Intestinal Pathology Flashcards
What are clinical presentations of large animals with chronic pain called?
Colic
What can cause colic?
Torsions - Obstruction (internal or external) - Rupture
What has occured in this image?
Intussusception - intestine has inverted inside itself so mucosa is touching mucosa
What has occured in this picture?
Pedunculated lipoma - obstructing the intestinal tract
What are the consequences of obstuction of upper intestinal tract?
Acute and severe - Fluid and gas above obstructin - Vomiting - Metabolic alkalosis - Dehydration - Reduced renal flow and uraemia
What are the consequences of obstruction of the lower intestinal tract?
Less acute - Pressure from fluid an gas build up lead to ulcration, infarction, haemorrhage and peritonitis - Eventually metabolic acidosis (dehydration and catabolism of fat & muscle)
What is normally involved in acute diarrhoea? Give examples
Infectious agents - Viruses (rotavirus, parvovirus) - Bacteria (campylobacter, salmonella, clostridium) - Endoparasites (cyathostomes) - Protozoa (cryptosporidiosis, coccidiosis)
What are the 5 mechanisms of diarrhoea pathogenesis?
Altered epithelial cell transport - Altered structure/permability - Osmotic effects - Altered motility - Damage to colonic mucosa
What is the difference between Rotavirus and Parvovirus infection?
Rotavirus causes damage to villi
Parvovirus infects crypts and causes mucosal collapse
What has occured in this pictue? What is a possible cause?
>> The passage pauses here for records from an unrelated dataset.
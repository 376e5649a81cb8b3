use std::cell::RefCell;
use std::collections::HashMap;
use std::fmt;
use std::rc::Rc;

use crate::error::{Error, Result};
use crate::runtime::Value;
use crate::tools::ToolRegistry;

/// Environment for variable scoping
///
/// A handle to one scope in a parent-linked chain. Cloning the handle shares
/// the scope, which is how closures capture their defining environment.
/// Every chain ends at a root scope holding the built-in operators; that
/// scope is never handed out, so callers cannot overwrite built-ins, only
/// shadow them.
#[derive(Clone)]
pub struct Environment {
    scope: Rc<RefCell<Scope>>,
}

/// Single scope in the environment
struct Scope {
    /// Variables defined in this scope
    variables: HashMap<String, Value>,
    /// Enclosing scope (None for the built-in root)
    parent: Option<Environment>,
}

impl Environment {
    /// Creates a global scope on top of the standard built-ins
    pub fn new() -> Self {
        Self::with_registry(&ToolRegistry::new())
    }

    /// Creates a global scope on top of the tools in `registry`
    pub fn with_registry(registry: &ToolRegistry) -> Self {
        let builtins = registry
            .iter()
            .map(|tool| (tool.name().to_string(), Value::Builtin(tool.clone())))
            .collect();
        let root = Environment::from_scope(builtins, None);
        root.child()
    }

    /// Creates a global scope pre-seeded with `bindings`
    pub fn with_bindings<I, K>(bindings: I) -> Self
    where
        I: IntoIterator<Item = (K, Value)>,
        K: Into<String>,
    {
        let env = Self::new();
        for (name, value) in bindings {
            env.define(name, value);
        }
        env
    }

    fn from_scope(variables: HashMap<String, Value>, parent: Option<Environment>) -> Self {
        Environment {
            scope: Rc::new(RefCell::new(Scope { variables, parent })),
        }
    }

    /// Creates a new empty scope whose parent is this one
    pub fn child(&self) -> Self {
        Environment::from_scope(HashMap::new(), Some(self.clone()))
    }

    /// Defines (or redefines) a variable in this scope
    pub fn define(&self, name: impl Into<String>, value: Value) {
        self.scope.borrow_mut().variables.insert(name.into(), value);
    }

    /// Gets a variable by name, searching this scope and then its parents
    pub fn get(&self, name: &str) -> Option<Value> {
        let mut current = self.clone();
        loop {
            let parent = {
                let scope = current.scope.borrow();
                if let Some(val) = scope.variables.get(name) {
                    return Some(val.clone());
                }
                scope.parent.clone()
            };
            current = parent?;
        }
    }

    /// Like [`Environment::get`], failing with `UnboundSymbol` on a miss
    pub fn lookup(&self, name: &str) -> Result<Value> {
        self.get(name).ok_or_else(|| Error::UnboundSymbol {
            name: name.to_string(),
        })
    }

    /// Checks if a name is bound anywhere in the chain
    pub fn exists(&self, name: &str) -> bool {
        self.get(name).is_some()
    }

    /// Returns a copy of the bindings defined directly in this scope
    pub fn snapshot(&self) -> HashMap<String, Value> {
        self.scope.borrow().variables.clone()
    }

    /// Number of scopes in the chain, the built-in root included
    pub fn depth(&self) -> usize {
        let mut depth = 1;
        let mut parent = self.scope.borrow().parent.clone();
        while let Some(env) = parent {
            depth += 1;
            parent = env.scope.borrow().parent.clone();
        }
        depth
    }

    /// True when both handles point at the same scope
    pub fn ptr_eq(&self, other: &Environment) -> bool {
        Rc::ptr_eq(&self.scope, &other.scope)
    }
}

impl Default for Environment {
    fn default() -> Self {
        Self::new()
    }
}

impl fmt::Debug for Environment {
    fn fmt(&self, f: &mut fmt::Formatter<'_>) -> fmt::Result {
        // Values are left out: closures stored here capture this scope
        let scope = self.scope.borrow();
        let mut names: Vec<&String> = scope.variables.keys().collect();
        names.sort();
        f.debug_struct("Environment")
            .field("names", &names)
            .field("depth", &self.depth())
            .finish()
    }
}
Haemorrhagic ulcer - Salmonellosis
What has occured in this photo?
Cyathostominosis infection (small strongyle) colonising the surface of the bowl
What are the concequences of acute diarrhoea?
Loss of water (dehydration, haemoconcentration, hypovolaemic shock) - Loss of ions (hypokalaemia, metabolic acidosis)
What can cause chronic diarrhoea/weight loss?
IBD (chronic enterocolitis) - Lymphangiectasia - Endoparasitism - Neoplasia - Grass sickness
What causes a) Maldigestion b) Malabsorption
a) Liver - decreased bile secretion or obstruction of biliary flow OR Pancreas - decreased enzymes (exocrine pancreatic insufficiency)
b) Intestine - decreased surface area for absorption (villous atrophy or resection of bowel segments)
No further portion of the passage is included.